I actually use human leave-in conditioner on my poodle. It has UV protection in it, which I need because he's black and his hair get's that reddish tint to it. Anyway, it's called S.O.S leave in conditioner by Jlife. So far, it's done really nice things for his coat...very soft and shiny.  Well, as shiny as a poodle can get, anyway.  I like it because it has a very light scent, and since my poodle is allergic to heavily scented stuff, it works well for him. HTH!


----------



## Crantastic (Feb 3, 2010)

Both of my dogs have very nice, healthy coats and I never use anything like that on them. I shampoo and condition my papillon once a month, and I shampoo the klee kai maybe twice a year. Feed a good quality food and brush the coat as often as you're supposed to for the breed, and you may not even need any products.


----------



## MuttJob (Jul 16, 2011)

I use Nature's Miracle "waterless" dog bath. Its got some scent, but not a ton. 

I'm an urban dweller so bathing is a hassle and groomers are pricey and can be stressful for her. I keep the spray on hand in case she gets in something. I only fully bathe her every 3 months or so - or after some super dirty activity. The Natures Miracle keeps her pretty clean (much to her chagrin) and good looking between baths. She's not long haired but she's got an undercoat...Id say like a lab. It works great!

Hope this helps.


----------



## Kathyy (Jun 15, 2008)

Max gets a cheap orange scented conditioner when he is bathed and Chris Christenson's Ice on Ice during the grooming after the bath. Then I just use plain water before combing him out between baths. The conditioner mostly gets me to rinse really carefully, leaving soap in is about the worst bathing mistake you can make!

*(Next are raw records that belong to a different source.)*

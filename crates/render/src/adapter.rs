//! Renderer adapter contract and registry
//!
//! The preview subsystem depends on its rendering backends only through
//! `render the first visual of this document`. Backends are registered
//! once at startup against a closed set of document kinds; call sites
//! resolve a kind from the item's extension and look the adapter up,
//! instead of comparing extension strings everywhere.

use crate::visual::RawVisual;
use std::collections::HashMap;
use std::path::Path;
use std::sync::Arc;

/// Closed set of document kinds the preview subsystem can render
#[derive(Debug, Clone, Copy, PartialEq, Eq, Hash)]
pub enum DocumentKind {
    /// Paginated documents; the first visual is a rasterized first page
    Paginated,

    /// E-book archives; the first visual is the declared cover image
    Archive,
}

impl DocumentKind {
    /// Resolve a kind from a file extension (without dot, any case)
    ///
    /// Unknown extensions have no kind and therefore no preview.
    pub fn from_ext(ext: &str) -> Option<Self> {
        match ext.trim().to_ascii_lowercase().as_str() {
            "pdf" => Some(DocumentKind::Paginated),
            "epub" => Some(DocumentKind::Archive),
            _ => None,
        }
    }
}

/// Errors a renderer adapter can produce
///
/// "Backend not installed" is not an error here: callers check
/// `is_ready()` through the readiness gate first and treat an unready
/// backend as "no preview". These errors are document-specific failures.
#[derive(Debug, thiserror::Error)]
pub enum RenderError {
    /// The backend was invoked while its library is not loaded
    #[error("renderer backend unavailable: {0}")]
    BackendUnavailable(String),

    /// The document could not be opened
    #[error("failed to open document: {0}")]
    Open(String),

    /// The document opened but its first visual could not be produced
    #[error("failed to render first visual: {0}")]
    Render(String),
}

/// Result type for render operations
pub type RenderResult<T> = Result<T, RenderError>;

/// A renderer backend for one document kind
///
/// `render_first_visual` returns `Ok(None)` when the document legitimately
/// has no first visual (for example an archive that declares no cover);
/// that is a normal outcome, not an error.
pub trait RendererAdapter: Send + Sync {
    /// The document kind this adapter renders
    fn kind(&self) -> DocumentKind;

    /// Whether the backend is loaded and able to render
    ///
    /// Backends that bind a native library lazily report `false` until the
    /// binding succeeds; the readiness gate polls this.
    fn is_ready(&self) -> bool;

    /// Produce the first visual of the document at `path`
    fn render_first_visual(&self, path: &Path) -> RenderResult<Option<RawVisual>>;
}

/// Kind-to-adapter table, resolved once at startup
///
/// # Example
///
/// ```no_run
/// use libshelf_render::{DocumentKind, RendererRegistry};
///
/// let registry = RendererRegistry::with_default_backends();
/// assert!(registry.adapter_for(DocumentKind::Paginated).is_some());
/// assert!(registry.adapter_for_ext("txt").is_none());
/// ```
pub struct RendererRegistry {
    adapters: HashMap<DocumentKind, Arc<dyn RendererAdapter>>,
}

impl RendererRegistry {
    /// Create an empty registry
    pub fn new() -> Self {
        Self {
            adapters: HashMap::new(),
        }
    }

    /// Create a registry with the built-in PDF and EPUB backends
    pub fn with_default_backends() -> Self {
        let mut registry = Self::new();
        registry.register(Arc::new(crate::pdf::PdfPageRenderer::new()));
        registry.register(Arc::new(crate::epub::EpubCoverRenderer::new()));
        registry
    }

    /// Register an adapter under its own kind
    ///
    /// Registering a second adapter for the same kind replaces the first.
    pub fn register(&mut self, adapter: Arc<dyn RendererAdapter>) {
        self.adapters.insert(adapter.kind(), adapter);
    }

    /// Look up the adapter for a kind
    pub fn adapter_for(&self, kind: DocumentKind) -> Option<Arc<dyn RendererAdapter>> {
        self.adapters.get(&kind).cloned()
    }

    /// Resolve an extension to its kind and adapter in one step
    pub fn adapter_for_ext(&self, ext: &str) -> Option<(DocumentKind, Arc<dyn RendererAdapter>)> {
        let kind = DocumentKind::from_ext(ext)?;
        let adapter = self.adapter_for(kind)?;
        Some((kind, adapter))
    }

    /// Number of registered adapters
    pub fn len(&self) -> usize {
        self.adapters.len()
    }

    /// Check whether no adapters are registered
    pub fn is_empty(&self) -> bool {
        self.adapters.is_empty()
    }
}

impl Default for RendererRegistry {
    fn default() -> Self {
        Self::new()
    }
}

#[cfg(test)]
mod tests {
    use super::*;
    use crate::visual::{EncodedImage, ImageFormat};

    struct StubAdapter {
        kind: DocumentKind,
        ready: bool,
    }

    impl RendererAdapter for StubAdapter {
        fn kind(&self) -> DocumentKind {
            self.kind
        }

        fn is_ready(&self) -> bool {
            self.ready
        }

        fn render_first_visual(&self, _path: &Path) -> RenderResult<Option<RawVisual>> {
            Ok(Some(RawVisual::Image(EncodedImage::new(
                ImageFormat::Png,
                1,
                1,
                vec![0],
            ))))
        }
    }

    #[test]
    fn test_kind_from_ext() {
        assert_eq!(DocumentKind::from_ext("pdf"), Some(DocumentKind::Paginated));
        assert_eq!(DocumentKind::from_ext("PDF"), Some(DocumentKind::Paginated));
        assert_eq!(DocumentKind::from_ext("epub"), Some(DocumentKind::Archive));
        assert_eq!(DocumentKind::from_ext("txt"), None);
        assert_eq!(DocumentKind::from_ext(""), None);
    }

    #[test]
    fn test_registry_lookup() {
        let mut registry = RendererRegistry::new();
        assert!(registry.is_empty());

        registry.register(Arc::new(StubAdapter {
            kind: DocumentKind::Paginated,
            ready: true,
        }));
        assert_eq!(registry.len(), 1);

        let adapter = registry.adapter_for(DocumentKind::Paginated).unwrap();
        assert!(adapter.is_ready());
        assert!(registry.adapter_for(DocumentKind::Archive).is_none());
    }

    #[test]
    fn test_registry_ext_resolution() {
        let mut registry = RendererRegistry::new();
        registry.register(Arc::new(StubAdapter {
            kind: DocumentKind::Archive,
            ready: false,
        }));

        let (kind, adapter) = registry.adapter_for_ext("epub").unwrap();
        assert_eq!(kind, DocumentKind::Archive);
        assert!(!adapter.is_ready());

        // Known kind, no adapter registered.
        assert!(registry.adapter_for_ext("pdf").is_none());
        // Unknown extension.
        assert!(registry.adapter_for_ext("mobi").is_none());
    }

    #[test]
    fn test_register_replaces_same_kind() {
        let mut registry = RendererRegistry::new();
        registry.register(Arc::new(StubAdapter {
            kind: DocumentKind::Paginated,
            ready: false,
        }));
        registry.register(Arc::new(StubAdapter {
            kind: DocumentKind::Paginated,
            ready: true,
        }));

        assert_eq!(registry.len(), 1);
        assert!(registry
            .adapter_for(DocumentKind::Paginated)
            .unwrap()
            .is_ready());
    }
}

Max never smells bad, always smells of dusty lavender. Sassy did smell of dog but it turned out it was the monthly filling of her anal sacs that was the problem. Once she was on a simple home made chicken and rice her breath and body odor were vastly improved. Diet is important.

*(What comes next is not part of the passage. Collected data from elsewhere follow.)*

//! Preview slot view
//!
//! The placeholder cell a listed item's thumbnail loads into. The view
//! carries only display content; the load lifecycle lives in the
//! scheduler's visibility tracker. Slot views are discarded wholesale when
//! the listing is re-rendered.

use libshelf_render::VisualNode;

/// Indicator shown when a renderer produced nothing for the item
pub const NO_THUMBNAIL_TEXT: &str = "No thumbnail";

/// Indicator shown when the renderer failed
pub const THUMBNAIL_FAILED_TEXT: &str = "Preview failed";

/// Display content of one slot
#[derive(Debug, Clone, PartialEq)]
pub enum SlotContent {
    /// Nothing loaded yet
    Pending,

    /// Rendered preview attached
    Visual(VisualNode),

    /// Terminal: no preview exists for this item
    NoPreview,

    /// Terminal: rendering failed
    Failed,
}

/// One item's preview placeholder
#[derive(Debug, Clone, PartialEq)]
pub struct SlotView {
    content: SlotContent,
}

impl SlotView {
    /// Create an empty placeholder
    pub fn new() -> Self {
        Self {
            content: SlotContent::Pending,
        }
    }

    /// Attach a rendered visual
    pub fn set_visual(&mut self, node: VisualNode) {
        self.content = SlotContent::Visual(node);
    }

    /// Show the neutral no-preview indicator
    pub fn set_no_preview(&mut self) {
        self.content = SlotContent::NoPreview;
    }

    /// Show the failure indicator
    pub fn set_failed(&mut self) {
        self.content = SlotContent::Failed;
    }

    /// Current content
    pub fn content(&self) -> &SlotContent {
        &self.content
    }

    /// Indicator text for the textual states
    pub fn indicator_text(&self) -> Option<&'static str> {
        match self.content {
            SlotContent::NoPreview => Some(NO_THUMBNAIL_TEXT),
            SlotContent::Failed => Some(THUMBNAIL_FAILED_TEXT),
            _ => None,
        }
    }

    /// The attached visual, if any
    pub fn visual(&self) -> Option<&VisualNode> {
        match &self.content {
            SlotContent::Visual(node) => Some(node),
            _ => None,
        }
    }
}

impl Default for SlotView {
    fn default() -> Self {
        Self::new()
    }
}

#[cfg(test)]
mod tests {
    use super::*;
    use libshelf_render::{EncodedImage, ImageFormat};

    fn node() -> VisualNode {
        VisualNode::new(EncodedImage::new(ImageFormat::Png, 2, 2, vec![0; 4]))
    }

    #[test]
    fn test_starts_pending() {
        let view = SlotView::new();
        assert_eq!(*view.content(), SlotContent::Pending);
        assert!(view.indicator_text().is_none());
        assert!(view.visual().is_none());
    }

    #[test]
    fn test_visual_attachment() {
        let mut view = SlotView::new();
        view.set_visual(node());
        assert!(view.visual().is_some());
        assert!(view.indicator_text().is_none());
    }

    #[test]
    fn test_textual_indicators() {
        let mut view = SlotView::new();
        view.set_no_preview();
        assert_eq!(view.indicator_text(), Some(NO_THUMBNAIL_TEXT));

        view.set_failed();
        assert_eq!(view.indicator_text(), Some(THUMBNAIL_FAILED_TEXT));
    }

    #[test]
    fn test_detaching_one_view_leaves_other_clones() {
        let shared = node();
        let mut a = SlotView::new();
        let mut b = SlotView::new();
        a.set_visual(shared.clone());
        b.set_visual(shared);

        // Replacing a's content must not disturb b's clone.
        a.set_no_preview();
        assert!(b.visual().is_some());
    }
}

When I got Max he had no oil in his coat and his sticky outy undercoat reached out and grabbed debris. I work hard to remove old undercoat and the high fat content in his raw diet has improved the skin oil situation so that undercoat isn't sticky and he is somewhat water proof these days. Fish oil wasn't enough, he had always been dosed with it, he needed more fat. Sassy didn't, her dense short double coat was always water resistant and dirt fell off. Diet is important.

I wouldn't buy anything right now, it might not be necessary! The right food is most of the battle. Have to agree about that spray, it could put your pup off grooming.


----------



## Abbylynn (Jul 7, 2011)

I may be wrong....but I have used tear free Johnsons Baby Shampoo on my two Schnauzer/Poodle's for 5 years without any skin problems whatsoever. Their hair is soft and shiny....and they are solid white. I have only used a childrens spray conditioner that had a light berry scent on them a few times. It was a leave-in type. Human shampoo isn't supposed to be good for them I hear......but.......

Bathing a dog too often leads to skin and coat problems. Diet is also very important. I just started my rescue pup on fish oil due to some skin and coat issues. She is shining up already....and it is just the beginning of the second week. She is black and what a difference. Ask the vet first before you start using fish oil to be sure it is what you need and the amount to use.

I personally don't care for the really strong smelling sprays. I don't want my dogs licking it off of their fur or getting it into their respiratory track.

Dogs don't care for bitter apple taste. I stay away from products with smells except for berry or vanilla.


----------